Civil rights activist, 85
“The phrase ‘too old” doesn’t exist.”
Sherwood Ross lived that.
At 72, Ross was not only taking guitar classes at Miami Dade College, but was also running and jogging several miles on the beach each day to stay fit, he told the Miami Herald in 2005.
Ross, 85, died June 21 as a result of complications from a brain injury two years ago. He was walking to the gym in July 2016 when he fainted from the heat. The fall caused a brain bleed that left him in a coma for 30 days, which he survived but never fully recovered.
No matter his age, Ross wanted to use his time productively and in the interest of social justice and peace. When asked by his son, Karl Ross, to watch an episode of “The Wire,” the elder Ross, then in his 80s, would decline, then to go to his room and write.
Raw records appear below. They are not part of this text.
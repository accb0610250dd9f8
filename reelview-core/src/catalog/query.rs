use std::fmt;

use reelview_model::{Category, ContentId, MediaKind};

/// Cache key for a list query.
#[derive(Debug, Clone, PartialEq, Eq, Hash)]
pub enum CatalogQuery {
    Category(Category),
    Search { kind: MediaKind, text: String },
}

impl CatalogQuery {
    pub fn search(kind: MediaKind, text: impl Into<String>) -> Self {
        Self::Search {
            kind,
            text: text.into(),
        }
    }

    pub fn kind(&self) -> MediaKind {
        match self {
            CatalogQuery::Category(category) => category.kind(),
            CatalogQuery::Search { kind, .. } => *kind,
        }
    }

    /// Endpoint path relative to the API base.
    pub fn api_path(&self) -> String {
        match self {
            CatalogQuery::Category(category) => category.api_path().to_string(),
            CatalogQuery::Search { kind, .. } => {
                format!("/search/{}", kind.api_segment())
            }
        }
    }
}

impl From<Category> for CatalogQuery {
    fn from(category: Category) -> Self {
        Self::Category(category)
    }
}

impl fmt::Display for CatalogQuery {
    fn fmt(&self, f: &mut fmt::Formatter<'_>) -> fmt::Result {
        match self {
            CatalogQuery::Category(category) => {
                write!(f, "{}", category.slug())
            }
            CatalogQuery::Search { kind, text } => {
                write!(f, "search/{}?{text}", kind.api_segment())
            }
        }
    }
}

/// Cache key for a detail query.
#[derive(Debug, Clone, Copy, PartialEq, Eq, Hash)]
pub struct DetailKey {
    pub kind: MediaKind,
    pub id: ContentId,
}

impl DetailKey {
    pub fn new(kind: MediaKind, id: ContentId) -> Self {
        Self { kind, id }
    }

    pub fn api_path(&self) -> String {
        format!("/{}/{}", self.kind.api_segment(), self.id)
    }
}

impl fmt::Display for DetailKey {
    fn fmt(&self, f: &mut fmt::Formatter<'_>) -> fmt::Result {
        write!(f, "{}/{}", self.kind.api_segment(), self.id)
    }
}

#[cfg(test)]
mod tests {
    use super::*;

    #[test]
    fn paths() {
        assert_eq!(
            CatalogQuery::from(Category::UpcomingMovies).api_path(),
            "/movie/upcoming"
        );
        assert_eq!(
            CatalogQuery::search(MediaKind::Tv, "dark").api_path(),
            "/search/tv"
        );
        assert_eq!(
            DetailKey::new(MediaKind::Movie, ContentId(550)).api_path(),
            "/movie/550"
        );
    }
}
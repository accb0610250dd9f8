use std::fmt::{self, Display};

/// Errors produced by model constructors and validation routines.
#[derive(Debug, Clone, PartialEq, Eq)]
pub enum ModelError {
    InvalidContentId(String),
    UnknownImageSize(String),
}

impl Display for ModelError {
    fn fmt(&self, f: &mut fmt::Formatter<'_>) -> fmt::Result {
        match self {
            ModelError::InvalidContentId(raw) => {
                write!(f, "invalid content id: {raw:?}")
            }
            ModelError::UnknownImageSize(raw) => {
                write!(f, "unknown image size: {raw:?}")
            }
        }
    }
}

impl std::error::Error for ModelError {}

pub type Result<T> = std::result::Result<T, ModelError>;
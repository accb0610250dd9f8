use reelview_model::{Category, MediaKind};
use serde::Serialize;

use crate::catalog::CatalogQuery;
use crate::routing::Section;

#[derive(Debug, Clone, Copy, PartialEq, Eq, Hash, Serialize)]
#[serde(rename_all = "snake_case")]
pub enum PageKind {
    Home,
    Tv,
    Search,
}

/// How a page gates rendering on its fetches.
#[derive(Debug, Clone, Copy, PartialEq, Eq)]
pub enum LoadingPolicy {
    /// One loading state until every slider has data.
    Unified,
    /// Each slider shows its own loading state.
    PerSlider,
}

/// Static description of one slider on a page.
#[derive(Debug, Clone, PartialEq, Eq)]
pub struct SliderSpec {
    pub key: String,
    pub title: String,
    pub query: CatalogQuery,
    /// The page banner shows this slider's first item.
    pub banner_source: bool,
}

impl SliderSpec {
    pub fn category(category: Category) -> Self {
        Self {
            key: category.slug().to_string(),
            title: category.label().to_string(),
            query: CatalogQuery::Category(category),
            banner_source: false,
        }
    }

    pub fn search(kind: MediaKind, keyword: &str) -> Self {
        let (key, title) = match kind {
            MediaKind::Movie => ("search-movies", "MOVIES"),
            MediaKind::Tv => ("search-tv", "TV SHOWS"),
        };
        Self {
            key: key.to_string(),
            title: title.to_string(),
            query: CatalogQuery::search(kind, keyword),
            banner_source: false,
        }
    }

    fn as_banner(mut self) -> Self {
        self.banner_source = true;
        self
    }
}

impl PageKind {
    pub const fn section(self) -> Section {
        match self {
            PageKind::Home => Section::Home,
            PageKind::Tv => Section::Tv,
            PageKind::Search => Section::Search,
        }
    }

    pub const fn from_section(section: Section) -> Self {
        match section {
            Section::Home => PageKind::Home,
            Section::Tv => PageKind::Tv,
            Section::Search => PageKind::Search,
        }
    }

    pub const fn loading_policy(self) -> LoadingPolicy {
        match self {
            PageKind::Home | PageKind::Tv => LoadingPolicy::Unified,
            PageKind::Search => LoadingPolicy::PerSlider,
        }
    }

    /// Media kind of items routed on this page when no slider claims them.
    /// Search mixes both, so it has none.
    pub const fn default_media(self) -> Option<MediaKind> {
        match self {
            PageKind::Home => Some(MediaKind::Movie),
            PageKind::Tv => Some(MediaKind::Tv),
            PageKind::Search => None,
        }
    }

    /// Sliders in display order. Search without a keyword has none.
    pub fn sliders(self, keyword: Option<&str>) -> Vec<SliderSpec> {
        match self {
            PageKind::Home => vec![
                SliderSpec::category(Category::NowPlayingMovies).as_banner(),
                SliderSpec::category(Category::TopRatedMovies),
                SliderSpec::category(Category::PopularMovies),
                SliderSpec::category(Category::UpcomingMovies),
            ],
            PageKind::Tv => vec![
                SliderSpec::category(Category::AiringTodayTv).as_banner(),
                SliderSpec::category(Category::PopularTv),
                SliderSpec::category(Category::TopRatedTv),
                SliderSpec::category(Category::OnTheAirTv),
            ],
            PageKind::Search => match keyword.map(str::trim) {
                Some(keyword) if !keyword.is_empty() => vec![
                    SliderSpec::search(MediaKind::Movie, keyword),
                    SliderSpec::search(MediaKind::Tv, keyword),
                ],
                _ => Vec::new(),
            },
        }
    }
}
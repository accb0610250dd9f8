use tracing::{debug, trace};

use super::types::{CarouselPhase, Direction};

/// Paging state for one content list.
///
/// The controller tracks the item count of the list it pages over but not
/// the list itself; callers hand the list to [`window`](Self::window) when
/// rendering. Sibling controllers page independently.
#[derive(Debug, Clone, PartialEq, Eq)]
pub struct CarouselController {
    page_index: usize,
    page_size: usize,
    item_count: usize,
    skip_first: bool,
    direction: Direction,
    phase: CarouselPhase,
}

impl CarouselController {
    /// `skip_first` drops the first item of the list before paging, for
    /// lists whose first entry is already shown in the banner.
    pub fn new(page_size: usize, skip_first: bool) -> Self {
        Self {
            page_index: 0,
            page_size,
            item_count: 0,
            skip_first,
            direction: Direction::Still,
            phase: CarouselPhase::Idle,
        }
    }

    pub fn with_item_count(mut self, item_count: usize) -> Self {
        self.set_item_count(item_count);
        self
    }

    /// Record the length of a freshly loaded list. The current page is
    /// clamped so it stays addressable.
    pub fn set_item_count(&mut self, item_count: usize) {
        self.item_count = item_count;
        let last = self.last_page_index();
        if self.page_index > last {
            debug!(
                from = self.page_index,
                to = last,
                "clamping carousel page after list change"
            );
            self.page_index = last;
        }
    }

    pub fn page_index(&self) -> usize {
        self.page_index
    }

    pub fn page_size(&self) -> usize {
        self.page_size
    }

    pub fn item_count(&self) -> usize {
        self.item_count
    }

    pub fn skip_first(&self) -> bool {
        self.skip_first
    }

    pub fn direction(&self) -> Direction {
        self.direction
    }

    pub fn phase(&self) -> CarouselPhase {
        self.phase
    }

    pub fn is_animating(&self) -> bool {
        matches!(self.phase, CarouselPhase::Transitioning { .. })
    }

    /// Number of full pages after the banner item is dropped:
    /// `floor(effective_len / page_size)`. Zero for an empty list or a
    /// zero page size. A trailing partial page is not counted.
    pub fn page_count(&self) -> usize {
        if self.page_size == 0 {
            return 0;
        }
        self.effective_len() / self.page_size
    }

    /// Highest page index `advance` can reach.
    pub fn last_page_index(&self) -> usize {
        self.page_count().saturating_sub(1)
    }

    fn effective_len(&self) -> usize {
        if self.skip_first {
            self.item_count.saturating_sub(1)
        } else {
            self.item_count
        }
    }

    /// Request a page change, wrapping in both directions.
    ///
    /// Ignored while a transition is in flight, for [`Direction::Still`],
    /// and when there is at most one page to show. Returns whether a
    /// transition was started; on `true` the caller must eventually call
    /// [`on_transition_complete`](Self::on_transition_complete).
    pub fn advance(&mut self, direction: Direction) -> bool {
        if let CarouselPhase::Transitioning { from, to } = self.phase {
            trace!(from, to, "page change ignored while animating");
            return false;
        }
        if direction == Direction::Still || self.item_count == 0 {
            return false;
        }

        let pages = self.last_page_index() + 1;
        if pages <= 1 {
            return false;
        }

        let from = self.page_index;
        let to = (from as i64 + i64::from(direction.step()))
            .rem_euclid(pages as i64) as usize;

        self.page_index = to;
        self.direction = direction;
        self.phase = CarouselPhase::Transitioning { from, to };
        debug!(from, to, pages, ?direction, "carousel page change");
        true
    }

    /// Release the animation lock. Returns `false` if no transition was in
    /// flight.
    pub fn on_transition_complete(&mut self) -> bool {
        match self.phase {
            CarouselPhase::Transitioning { .. } => {
                self.phase = CarouselPhase::Idle;
                true
            }
            CarouselPhase::Idle => false,
        }
    }

    /// Items on the current page of `list`.
    pub fn window<'a, T>(&self, list: &'a [T]) -> &'a [T] {
        Self::window_for(list, self.page_index, self.page_size, self.skip_first)
    }

    /// `list[size * page .. size * page + size]` after optionally dropping
    /// the first element. Out-of-range pages and short lists produce a
    /// shorter or empty slice, never a panic.
    pub fn window_for<T>(
        list: &[T],
        page_index: usize,
        page_size: usize,
        skip_first: bool,
    ) -> &[T] {
        let list = if skip_first {
            list.get(1..).unwrap_or_default()
        } else {
            list
        };
        let start = page_size.saturating_mul(page_index).min(list.len());
        let end = start.saturating_add(page_size).min(list.len());
        &list[start..end]
    }
}
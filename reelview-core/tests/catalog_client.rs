//! Caching and coalescing behaviour of the catalog client.

mod support;

use std::sync::Arc;

use reelview_core::catalog::{CatalogClient, CatalogQuery, DetailKey, QueryState};
use reelview_core::error::CatalogError;
use reelview_model::{Category, ContentId, MediaKind};
use support::{FakeSource, detail, items};

fn popular() -> CatalogQuery {
    Category::PopularMovies.into()
}

#[tokio::test]
async fn repeated_fetch_is_served_from_cache() {
    let source = Arc::new(FakeSource::new().with_list(popular(), Ok(items(1..=3))));
    let client = CatalogClient::new(source.clone());

    let first = client.fetch(popular()).await.unwrap();
    let second = client.fetch(popular()).await.unwrap();

    assert_eq!(first, second);
    assert_eq!(source.list_calls(&popular()), 1);
    assert!(client.list_state(&popular()).is_ready());
}

#[tokio::test]
async fn concurrent_fetches_share_one_request() {
    let source = Arc::new(FakeSource::new().with_list(popular(), Ok(items(1..=3))));
    let client = CatalogClient::new(source.clone());
    source.close_gate();

    let (a, b, c, ()) = tokio::join!(
        client.fetch(popular()),
        client.fetch(popular()),
        client.fetch(popular()),
        async {
            tokio::task::yield_now().await;
            assert_eq!(client.list_state(&popular()), QueryState::Loading);
            source.open_gate();
        }
    );

    assert_eq!(a.unwrap().len(), 3);
    assert_eq!(b.unwrap().len(), 3);
    assert_eq!(c.unwrap().len(), 3);
    assert_eq!(source.list_calls(&popular()), 1);
}

#[tokio::test]
async fn failure_reaches_every_waiter_and_is_not_cached() {
    let source = Arc::new(
        FakeSource::new().with_list(popular(), Err(CatalogError::RateLimited)),
    );
    let client = CatalogClient::new(source.clone());
    source.close_gate();

    let (a, b, ()) = tokio::join!(
        client.fetch(popular()),
        client.fetch(popular()),
        async {
            tokio::task::yield_now().await;
            source.open_gate();
        }
    );
    assert_eq!(a, Err(CatalogError::RateLimited));
    assert_eq!(b, Err(CatalogError::RateLimited));
    assert_eq!(source.list_calls(&popular()), 1);
    assert_eq!(
        client.list_state(&popular()),
        QueryState::Failed(CatalogError::RateLimited)
    );

    let _ = client.fetch(popular()).await;
    assert_eq!(source.list_calls(&popular()), 2);
}

#[tokio::test]
async fn different_queries_are_independent() {
    let top = CatalogQuery::from(Category::TopRatedMovies);
    let source = Arc::new(
        FakeSource::new()
            .with_list(popular(), Ok(items(1..=2)))
            .with_list(top.clone(), Err(CatalogError::NotFound)),
    );
    let client = CatalogClient::new(source.clone());

    let (ok, failed) = tokio::join!(client.fetch(popular()), client.fetch(top.clone()));
    assert!(ok.is_ok());
    assert_eq!(failed, Err(CatalogError::NotFound));
    assert!(client.list_state(&popular()).is_ready());
    assert!(client.list_state(&top).error().is_some());
}

#[tokio::test]
async fn invalidate_refetches() {
    let source = Arc::new(FakeSource::new().with_list(popular(), Ok(items(1..=2))));
    let client = CatalogClient::new(source.clone());

    client.fetch(popular()).await.unwrap();
    assert!(client.invalidate(&popular()));
    assert_eq!(client.list_state(&popular()), QueryState::Idle);
    client.fetch(popular()).await.unwrap();
    assert_eq!(source.list_calls(&popular()), 2);
}

#[tokio::test]
async fn details_are_cached_per_kind_and_id() {
    let source = Arc::new(
        FakeSource::new()
            .with_detail(detail(MediaKind::Movie, 438631))
            .with_detail(detail(MediaKind::Tv, 438631)),
    );
    let client = CatalogClient::new(source.clone());
    let movie = DetailKey::new(MediaKind::Movie, ContentId(438631));
    let tv = DetailKey::new(MediaKind::Tv, ContentId(438631));

    let first = client.detail(movie).await.unwrap();
    client.detail(movie).await.unwrap();
    let series = client.detail(tv).await.unwrap();

    assert_eq!(first.kind, MediaKind::Movie);
    assert_eq!(series.kind, MediaKind::Tv);
    assert_eq!(source.detail_calls(&movie), 1);
    assert_eq!(source.detail_calls(&tv), 1);

    let missing = DetailKey::new(MediaKind::Movie, ContentId(1));
    assert_eq!(client.detail(missing).await, Err(CatalogError::NotFound));
}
“He would write a blog or article about whatever atrocities or injustices might be occurring — whether U.S. drone strikes killing civilians overseas or political issues here at home,” Karl Ross said in an interview last week.
Activism was his father’s passion. Sherwood Ross was best known for his involvement in James Meredith’s “March Against Fear” to promote black voter registration in rural Mississippi in June 1966.
Ross, a 33-year-old radio newsman at the time, was at the White House Conference on Civil Rights when he attended Meredith’s news conference and offered to serve as his press coordinator.
On the second day of the march, which started in Memphis and ended in Jackson, Meredith was shot while walking in Hernando, Mississippi. Sherwood was captured tending to the injured Meredith, and accompanied him to the hospital.
Meredith, best known as the first black student to attend the University of Missiissippi in 1962, was able to finish the march in Jackson after being treated for his wounds.
A Chicago native, Ross moved to Miami with his family as a teenager and graduated from Miami Senior High School. He briefly joined the U.S. Air Force before attending the University of Miami in the early 1950s.
He graduated from UM with a degree in race relations. After a stint in news, Ross became involved with the National Urban League, after being inspired by activist Saul Alinsky.
Ross became a speechwriter and a columnist with the Urban League, then went on to become a talk show host at WOL Radio/1450 AM, the leading black radio station in D.C.
Ross took an interest in arts later in his life, becoming a fixture in local pubs and the Miami arts community. He joined South Florida poetry and songwriting circles, and wrote a song called “I Sliced Pastrami for the CIA and Found God.”